Ziarah ke Danau Sidenreng

Sederhana saja cara saya melihat bagaimana Sidenreng Rappang (Sidrap) mutakhir. Cukup menyaksikan apa saja yang terjadi pada berlangsung 22-24 September 2018di suatu acara bernama Sidenreng Lake’s Fest. 
Bagian keramaian di Danau Sidenreng (foto: Anwar Jimpe Rachman)
Itu hanya nama baru—berbahasa Inggris. Warga Desa Mojong, perkampungan di pinggir utara Danau Sidenreng, tempat acara tahunan ini berlangsung, menyebutnya sebagai mappadendang, atraksi yang menampilkan sekelompok warga menumbuk lesung—berirama yang bersemangat, simbolisasi kesyukuran atas panen yang melimpah. Nama mappadendang untuk menyimpelkan serangkai acara yang biasanya berisi mattojang (berayun), maccera’ tappareng (selamatan dan melarung sesajian, harfiahnya ‘meneteskan darah hewan ke danau’), dan mabbala’ lopi (balap perahu dayung dan perahu bermesin).
Panitia mabbala' lopi mengawasi lomba (foto: Anwar Jimpe Rachman)
Banyak yang bilang, nama baru ini muncul karena kali ini disokong pemerintah kabupaten. Warga sekitarnyalah yang bahu-membahu untuk menggelarnya pada tahun-tahun sebelum 2018.

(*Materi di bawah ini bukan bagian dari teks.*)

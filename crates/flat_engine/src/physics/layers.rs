//! Collision layer system for filtering collision detection
//!
//! Layers categorize colliders so that queries and the (external)
//! resolution pass can cheaply skip pairs that should never interact.

use bitflags::bitflags;
use serde::{Deserialize, Serialize};

bitflags! {
    /// Collision layer bitmask
    ///
    /// A collider's *effective* layers are its own override when that
    /// override is non-empty, otherwise the owning body's layers. See
    /// [`Collider::layers`](crate::physics::Collider::layers).
    #[derive(Debug, Clone, Copy, PartialEq, Eq, Hash, Default, Serialize, Deserialize)]
    pub struct Layers: u32 {
        /// Player character layer
        const PLAYER = 1 << 0;
        /// Enemy character layer
        const ENEMY = 1 << 1;
        /// Projectiles (bullets, thrown objects, etc.)
        const PROJECTILE = 1 << 2;
        /// Static environment geometry
        const ENVIRONMENT = 1 << 3;
        /// Trigger volumes (events only, no physical response)
        const TRIGGER = 1 << 4;
        /// Debris and small physics objects
        const DEBRIS = 1 << 5;
        /// Pickups and collectibles
        const PICKUP = 1 << 6;

        // User-defined custom layers
        const CUSTOM_7 = 1 << 7;
        const CUSTOM_8 = 1 << 8;
        const CUSTOM_9 = 1 << 9;
        const CUSTOM_10 = 1 << 10;
        const CUSTOM_11 = 1 << 11;
        const CUSTOM_12 = 1 << 12;
        const CUSTOM_13 = 1 << 13;
        const CUSTOM_14 = 1 << 14;
        const CUSTOM_15 = 1 << 15;
    }
}

impl Layers {
    /// Check if two colliders should interact based on layers and masks
    ///
    /// Mutual test: A's layer must be in B's mask and B's layer in A's mask.
    pub fn should_collide(layer_a: Self, mask_a: Self, layer_b: Self, mask_b: Self) -> bool {
        layer_a.intersects(mask_b) && layer_b.intersects(mask_a)
    }
}

#[cfg(test)]
mod tests {
    use super::*;

    #[test]
    fn should_collide_requires_mutual_masks() {
        assert!(Layers::should_collide(
            Layers::PLAYER,
            Layers::ENEMY,
            Layers::ENEMY,
            Layers::PLAYER
        ));

        // Enemy does not mask the player back.
        assert!(!Layers::should_collide(
            Layers::PLAYER,
            Layers::ENEMY,
            Layers::ENEMY,
            Layers::PROJECTILE
        ));
    }

    #[test]
    fn layers_round_trip_through_serde() {
        #[derive(Debug, PartialEq, Serialize, Deserialize)]
        struct Wrapper {
            layers: Layers,
        }

        let wrapper = Wrapper {
            layers: Layers::PLAYER | Layers::ENVIRONMENT,
        };
        let encoded = toml::to_string(&wrapper).unwrap();
        let decoded: Wrapper = toml::from_str(&encoded).unwrap();
        assert_eq!(decoded, wrapper);
    }

    #[test]
    fn empty_layers_never_collide() {
        assert!(!Layers::should_collide(
            Layers::empty(),
            Layers::all(),
            Layers::ENVIRONMENT,
            Layers::all()
        ));
    }
}
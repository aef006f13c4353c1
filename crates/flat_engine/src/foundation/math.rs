//! Math utilities and types
//!
//! Provides fundamental math types for 2D collision detection and physics.

pub use nalgebra::Vector2;

/// 2D vector type
pub type Vec2 = Vector2<f32>;

/// Integer tile coordinate (column, row)
pub type TileCoord = (i32, i32);

/// 2D scalar cross product (z component of the 3D cross product)
pub fn cross(a: Vec2, b: Vec2) -> f32 {
    a.x * b.y - a.y * b.x
}

/// Counter-clockwise perpendicular of a vector
pub fn perpendicular(v: Vec2) -> Vec2 {
    Vec2::new(-v.y, v.x)
}

/// Transform representing position and rotation in 2D space
///
/// Scale is intentionally absent: collider geometry is authored in world
/// units and bodies only translate and rotate it.
#[derive(Debug, Clone, Copy, PartialEq)]
pub struct Transform2D {
    /// Position in world space
    pub position: Vec2,

    /// Rotation in radians, counter-clockwise
    pub rotation: f32,
}

impl Default for Transform2D {
    fn default() -> Self {
        Self {
            position: Vec2::zeros(),
            rotation: 0.0,
        }
    }
}

impl Transform2D {
    /// Create a new identity transform
    pub fn identity() -> Self {
        Self::default()
    }

    /// Create a transform with only position
    pub fn from_position(position: Vec2) -> Self {
        Self {
            position,
            ..Default::default()
        }
    }

    /// Create a transform with position and rotation
    pub fn from_position_rotation(position: Vec2, rotation: f32) -> Self {
        Self { position, rotation }
    }

    /// Apply this transform to a local-space point (rotate, then translate)
    pub fn apply(&self, local: Vec2) -> Vec2 {
        if self.rotation == 0.0 {
            return self.position + local;
        }

        let (sin, cos) = self.rotation.sin_cos();
        self.position
            + Vec2::new(
                local.x * cos - local.y * sin,
                local.x * sin + local.y * cos,
            )
    }
}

Sebelum dan sesudah disponsori pemerintah, jelas ada bedanya. Hadiah mabbala lopi: dulu televisi, sekarang sepeda motor. Sampai tahun sebelumnya, duga saya, hiasan umbul-umbul cuma yang polos berwarna; sekarang bendera-bendera penyemaraknya sudah bermerek—mulai motor sampai pupuk.

Sebenarnya, bagi saya, perjalanan ke Desa Mojong ini semacam ziarah. Saya dengar dari Bram, kawan di Tanahindie yang kebetulan sekampung, ada semangat dan upaya merawat sesuatu di Sidrap dalam waktu yang belum setahun. Gerakan yang juga melibatkan anak muda yang berkelindan dengan banyak hal, termasuk politik. Dalam kesan saya, gerakan orang muda itu sebagai ‘sesuatu yang terpaksa dilakukan’ karena beberapa hal genting, jelas bikin dada menghangat. Saya merasa ada harapan lagi.
Anak-anak mattojang (main ayunan) (foto: Anwar Jimpe Rachman)
Saya beberapa kali patah hati pada kampung sendiri. Saya meninggalkannya ketika harus berkuliah di Makassar. Keberangkatan saya ke Makassar pertengahan dasawarsa 1990 itu menyelamatkan saya dari masa suram di kolong rumah yang dipenuhi botol-botol miras dan hujan batu tawuran karena perang antar geng. Patah hati saya yang kedua datang beberapa tahun kemudian, begitu dengar kampung saya jadi pasar sabu-sabu. Ini patah hati saya yang terlama lantaran sudah berlangsung lebih satu dasawarsa.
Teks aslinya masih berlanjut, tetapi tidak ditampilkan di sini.